(Task details):
Return the full set of entries exactly. Omit none.

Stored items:
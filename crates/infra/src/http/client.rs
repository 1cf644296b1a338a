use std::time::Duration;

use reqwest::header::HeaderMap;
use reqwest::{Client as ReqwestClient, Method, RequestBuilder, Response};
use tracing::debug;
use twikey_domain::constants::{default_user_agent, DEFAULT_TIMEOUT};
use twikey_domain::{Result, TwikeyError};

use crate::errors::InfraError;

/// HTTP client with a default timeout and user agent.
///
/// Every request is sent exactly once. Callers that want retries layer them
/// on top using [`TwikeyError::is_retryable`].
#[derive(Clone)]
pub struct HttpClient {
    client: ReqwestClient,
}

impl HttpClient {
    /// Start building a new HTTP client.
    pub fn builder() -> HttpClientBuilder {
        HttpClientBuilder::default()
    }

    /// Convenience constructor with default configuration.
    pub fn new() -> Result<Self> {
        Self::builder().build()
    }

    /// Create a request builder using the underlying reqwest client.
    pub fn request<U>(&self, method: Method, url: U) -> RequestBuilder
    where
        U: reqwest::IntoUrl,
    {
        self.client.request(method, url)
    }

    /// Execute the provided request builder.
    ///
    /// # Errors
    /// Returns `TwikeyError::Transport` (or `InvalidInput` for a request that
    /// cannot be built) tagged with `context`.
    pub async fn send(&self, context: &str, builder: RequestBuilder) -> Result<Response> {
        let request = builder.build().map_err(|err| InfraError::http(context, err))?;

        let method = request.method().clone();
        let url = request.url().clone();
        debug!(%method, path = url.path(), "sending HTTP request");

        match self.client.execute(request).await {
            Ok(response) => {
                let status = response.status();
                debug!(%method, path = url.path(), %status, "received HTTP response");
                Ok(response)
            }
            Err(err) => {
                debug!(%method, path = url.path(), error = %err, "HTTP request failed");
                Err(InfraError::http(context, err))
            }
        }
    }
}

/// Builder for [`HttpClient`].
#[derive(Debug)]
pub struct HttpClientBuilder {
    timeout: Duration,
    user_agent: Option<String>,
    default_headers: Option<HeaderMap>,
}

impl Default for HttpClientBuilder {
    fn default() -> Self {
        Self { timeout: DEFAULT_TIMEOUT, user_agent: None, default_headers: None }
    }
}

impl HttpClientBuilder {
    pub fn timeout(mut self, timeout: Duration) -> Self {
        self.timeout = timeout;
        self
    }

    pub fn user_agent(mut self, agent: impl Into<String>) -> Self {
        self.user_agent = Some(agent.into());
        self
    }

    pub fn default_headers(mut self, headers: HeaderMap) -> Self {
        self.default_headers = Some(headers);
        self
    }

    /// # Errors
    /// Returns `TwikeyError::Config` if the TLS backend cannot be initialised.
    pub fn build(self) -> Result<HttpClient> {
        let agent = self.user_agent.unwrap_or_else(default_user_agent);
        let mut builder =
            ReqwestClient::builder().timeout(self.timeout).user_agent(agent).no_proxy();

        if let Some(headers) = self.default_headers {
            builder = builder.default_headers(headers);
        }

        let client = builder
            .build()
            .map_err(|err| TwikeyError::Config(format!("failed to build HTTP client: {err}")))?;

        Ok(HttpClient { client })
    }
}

(Answer to the exercise):
filename crates/infra/src/http/client.rs
repository 1cf644296b1a338a
use std::time::Duration;

use reqwest::header::HeaderMap;
use reqwest::{Client as ReqwestClient, Method, RequestBuilder, Response};
use tracing::debug;
use twikey_domain::constants::{default_user_agent, DEFAULT_TIMEOUT};
use twikey_domain::{Result, TwikeyError};

use crate::errors::InfraError;

/// HTTP client with a default timeout and user agent.
///
/// Every request is sent exactly once. Callers that want retries layer them
/// on top using [`TwikeyError::is_retryable`].
#[derive(Clone)]
pub struct HttpClient {
    client: ReqwestClient,
}

impl HttpClient {
    /// Start building a new HTTP client.
    pub fn builder() -> HttpClientBuilder {
        HttpClientBuilder::default()
    }

    /// Convenience constructor with default configuration.
    pub fn new() -> Result<Self> {
        Self::builder().build()
    }

    /// Create a request builder using the underlying reqwest client.
    pub fn request<U>(&self, method: Method, url: U) -> RequestBuilder
    where
        U: reqwest::IntoUrl,
    {
        self.client.request(method, url)
    }

    /// Execute the provided request builder.
    ///
    /// # Errors
    /// Returns `TwikeyError::Transport` (or `InvalidInput` for a request that
    /// cannot be built) tagged with `context`.
    pub async fn send(&self, context: &str, builder: RequestBuilder) -> Result<Response> {
        let request = builder.build().map_err(|err| InfraError::http(context, err))?;

        let method = request.method().clone();
        let url = request.url().clone();
        debug!(%method, path = url.path(), "sending HTTP request");

        match self.client.execute(request).await {
            Ok(response) => {
                let status = response.status();
                debug!(%method, path = url.path(), %status, "received HTTP response");
                Ok(response)
            }
            Err(err) => {
                debug!(%method, path = url.path(), error = %err, "HTTP request failed");
                Err(InfraError::http(context, err))
            }
        }
    }
}

/// Builder for [`HttpClient`].
#[derive(Debug)]
pub struct HttpClientBuilder {
    timeout: Duration,
    user_agent: Option<String>,
    default_headers: Option<HeaderMap>,
}

impl Default for HttpClientBuilder {
    fn default() -> Self {
        Self { timeout: DEFAULT_TIMEOUT, user_agent: None, default_headers: None }
    }
}

impl HttpClientBuilder {
    pub fn timeout(mut self, timeout: Duration) -> Self {
        self.timeout = timeout;
        self
    }

    pub fn user_agent(mut self, agent: impl Into<String>) -> Self {
        self.user_agent = Some(agent.into());
        self
    }

    pub fn default_headers(mut self, headers: HeaderMap) -> Self {
        self.default_headers = Some(headers);
        self
    }

    /// # Errors
    /// Returns `TwikeyError::Config` if the TLS backend cannot be initialised.
    pub fn build(self) -> Result<HttpClient> {
        let agent = self.user_agent.unwrap_or_else(default_user_agent);
        let mut builder =
            ReqwestClient::builder().timeout(self.timeout).user_agent(agent).no_proxy();

        if let Some(headers) = self.default_headers {
            builder = builder.default_headers(headers);
        }

        let client = builder
            .build()
            .map_err(|err| TwikeyError::Config(format!("failed to build HTTP client: {err}")))?;

        Ok(HttpClient { client })
    }
}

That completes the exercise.